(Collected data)

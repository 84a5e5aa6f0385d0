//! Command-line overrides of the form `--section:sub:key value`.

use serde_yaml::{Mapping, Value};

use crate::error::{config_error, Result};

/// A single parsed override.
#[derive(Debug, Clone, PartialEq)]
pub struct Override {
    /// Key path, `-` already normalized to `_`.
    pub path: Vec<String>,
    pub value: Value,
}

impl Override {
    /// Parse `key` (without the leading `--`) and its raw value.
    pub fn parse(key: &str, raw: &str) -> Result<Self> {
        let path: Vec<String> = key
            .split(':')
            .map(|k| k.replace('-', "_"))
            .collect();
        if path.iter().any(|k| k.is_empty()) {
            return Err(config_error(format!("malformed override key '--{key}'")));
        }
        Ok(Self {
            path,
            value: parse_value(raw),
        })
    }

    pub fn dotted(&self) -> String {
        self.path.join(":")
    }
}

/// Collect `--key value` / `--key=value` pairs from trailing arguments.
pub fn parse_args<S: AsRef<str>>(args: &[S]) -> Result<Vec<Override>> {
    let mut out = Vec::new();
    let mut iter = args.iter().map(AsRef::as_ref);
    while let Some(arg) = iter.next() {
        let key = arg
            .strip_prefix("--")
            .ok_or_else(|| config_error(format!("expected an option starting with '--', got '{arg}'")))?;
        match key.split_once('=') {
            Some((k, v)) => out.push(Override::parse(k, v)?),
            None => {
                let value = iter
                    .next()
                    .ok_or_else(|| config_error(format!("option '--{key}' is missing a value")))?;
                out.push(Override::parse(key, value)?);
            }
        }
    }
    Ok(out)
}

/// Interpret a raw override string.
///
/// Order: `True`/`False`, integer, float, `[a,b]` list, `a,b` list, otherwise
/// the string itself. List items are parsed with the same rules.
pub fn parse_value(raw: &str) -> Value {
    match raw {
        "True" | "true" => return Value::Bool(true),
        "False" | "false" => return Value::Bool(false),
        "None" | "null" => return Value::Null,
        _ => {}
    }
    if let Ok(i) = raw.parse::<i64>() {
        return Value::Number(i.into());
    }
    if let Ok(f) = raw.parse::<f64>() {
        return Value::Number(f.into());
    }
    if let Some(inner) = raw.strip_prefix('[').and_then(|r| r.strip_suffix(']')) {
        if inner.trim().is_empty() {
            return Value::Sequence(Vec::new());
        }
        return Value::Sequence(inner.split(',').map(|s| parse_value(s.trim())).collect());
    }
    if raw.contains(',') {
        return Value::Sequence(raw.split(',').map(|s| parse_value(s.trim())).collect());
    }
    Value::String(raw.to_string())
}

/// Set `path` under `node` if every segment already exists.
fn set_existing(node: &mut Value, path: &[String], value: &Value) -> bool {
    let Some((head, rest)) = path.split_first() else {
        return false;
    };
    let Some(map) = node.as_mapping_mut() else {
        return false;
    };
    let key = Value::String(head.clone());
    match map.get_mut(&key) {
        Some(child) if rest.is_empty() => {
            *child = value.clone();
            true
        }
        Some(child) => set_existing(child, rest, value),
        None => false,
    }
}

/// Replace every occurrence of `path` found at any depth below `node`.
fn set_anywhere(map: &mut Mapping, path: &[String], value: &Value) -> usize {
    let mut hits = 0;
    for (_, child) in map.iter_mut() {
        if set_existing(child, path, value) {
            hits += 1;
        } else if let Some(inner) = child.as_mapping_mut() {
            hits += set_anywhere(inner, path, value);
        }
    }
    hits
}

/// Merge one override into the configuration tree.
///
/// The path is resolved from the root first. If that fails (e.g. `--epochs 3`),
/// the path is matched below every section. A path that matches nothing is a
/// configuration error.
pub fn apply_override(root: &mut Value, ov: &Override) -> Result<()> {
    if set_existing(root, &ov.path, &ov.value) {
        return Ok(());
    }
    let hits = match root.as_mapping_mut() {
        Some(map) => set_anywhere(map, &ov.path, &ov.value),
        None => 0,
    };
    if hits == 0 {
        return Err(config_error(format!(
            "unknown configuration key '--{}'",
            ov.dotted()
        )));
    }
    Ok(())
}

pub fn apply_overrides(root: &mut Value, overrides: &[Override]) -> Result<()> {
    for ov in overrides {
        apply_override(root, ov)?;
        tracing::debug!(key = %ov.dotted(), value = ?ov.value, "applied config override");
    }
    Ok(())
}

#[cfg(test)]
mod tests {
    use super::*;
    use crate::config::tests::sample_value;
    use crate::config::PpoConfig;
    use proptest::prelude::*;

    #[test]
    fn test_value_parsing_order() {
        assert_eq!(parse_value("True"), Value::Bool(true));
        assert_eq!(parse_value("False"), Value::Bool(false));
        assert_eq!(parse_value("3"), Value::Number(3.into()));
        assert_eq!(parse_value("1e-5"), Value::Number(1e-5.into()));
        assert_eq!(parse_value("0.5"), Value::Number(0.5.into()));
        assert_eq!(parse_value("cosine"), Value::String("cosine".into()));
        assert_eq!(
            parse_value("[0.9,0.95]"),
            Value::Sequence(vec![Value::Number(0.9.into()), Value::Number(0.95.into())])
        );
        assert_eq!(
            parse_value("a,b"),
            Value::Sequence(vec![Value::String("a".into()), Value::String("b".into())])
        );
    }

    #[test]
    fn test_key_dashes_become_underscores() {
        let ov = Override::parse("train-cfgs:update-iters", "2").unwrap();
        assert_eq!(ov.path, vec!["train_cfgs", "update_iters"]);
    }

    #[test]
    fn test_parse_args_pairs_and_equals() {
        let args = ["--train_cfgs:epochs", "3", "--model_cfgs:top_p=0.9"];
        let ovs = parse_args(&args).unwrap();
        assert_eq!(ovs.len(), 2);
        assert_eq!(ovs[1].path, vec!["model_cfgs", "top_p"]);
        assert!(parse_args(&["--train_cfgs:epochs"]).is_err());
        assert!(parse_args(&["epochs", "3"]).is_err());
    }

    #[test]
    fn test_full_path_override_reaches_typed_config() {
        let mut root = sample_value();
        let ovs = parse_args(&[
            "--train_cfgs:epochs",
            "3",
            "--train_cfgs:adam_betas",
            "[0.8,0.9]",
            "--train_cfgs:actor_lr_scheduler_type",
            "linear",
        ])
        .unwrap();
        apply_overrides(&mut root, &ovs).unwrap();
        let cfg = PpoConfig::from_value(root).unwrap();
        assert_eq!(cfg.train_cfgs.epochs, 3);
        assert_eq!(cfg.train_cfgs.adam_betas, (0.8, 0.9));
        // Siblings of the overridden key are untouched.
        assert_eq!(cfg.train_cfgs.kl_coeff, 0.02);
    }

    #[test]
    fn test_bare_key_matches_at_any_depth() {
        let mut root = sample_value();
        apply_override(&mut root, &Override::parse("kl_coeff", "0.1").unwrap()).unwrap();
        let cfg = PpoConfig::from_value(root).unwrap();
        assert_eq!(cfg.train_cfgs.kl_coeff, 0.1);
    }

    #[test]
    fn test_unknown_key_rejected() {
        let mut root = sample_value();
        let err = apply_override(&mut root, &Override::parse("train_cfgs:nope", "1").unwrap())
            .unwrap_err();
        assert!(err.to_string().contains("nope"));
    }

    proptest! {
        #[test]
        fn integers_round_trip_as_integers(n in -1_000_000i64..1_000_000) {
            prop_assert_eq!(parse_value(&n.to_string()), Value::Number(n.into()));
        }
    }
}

◆ What is required:
Among the entries, count the lines that hold "tests". Reply with the count only.

◆ Reply:
2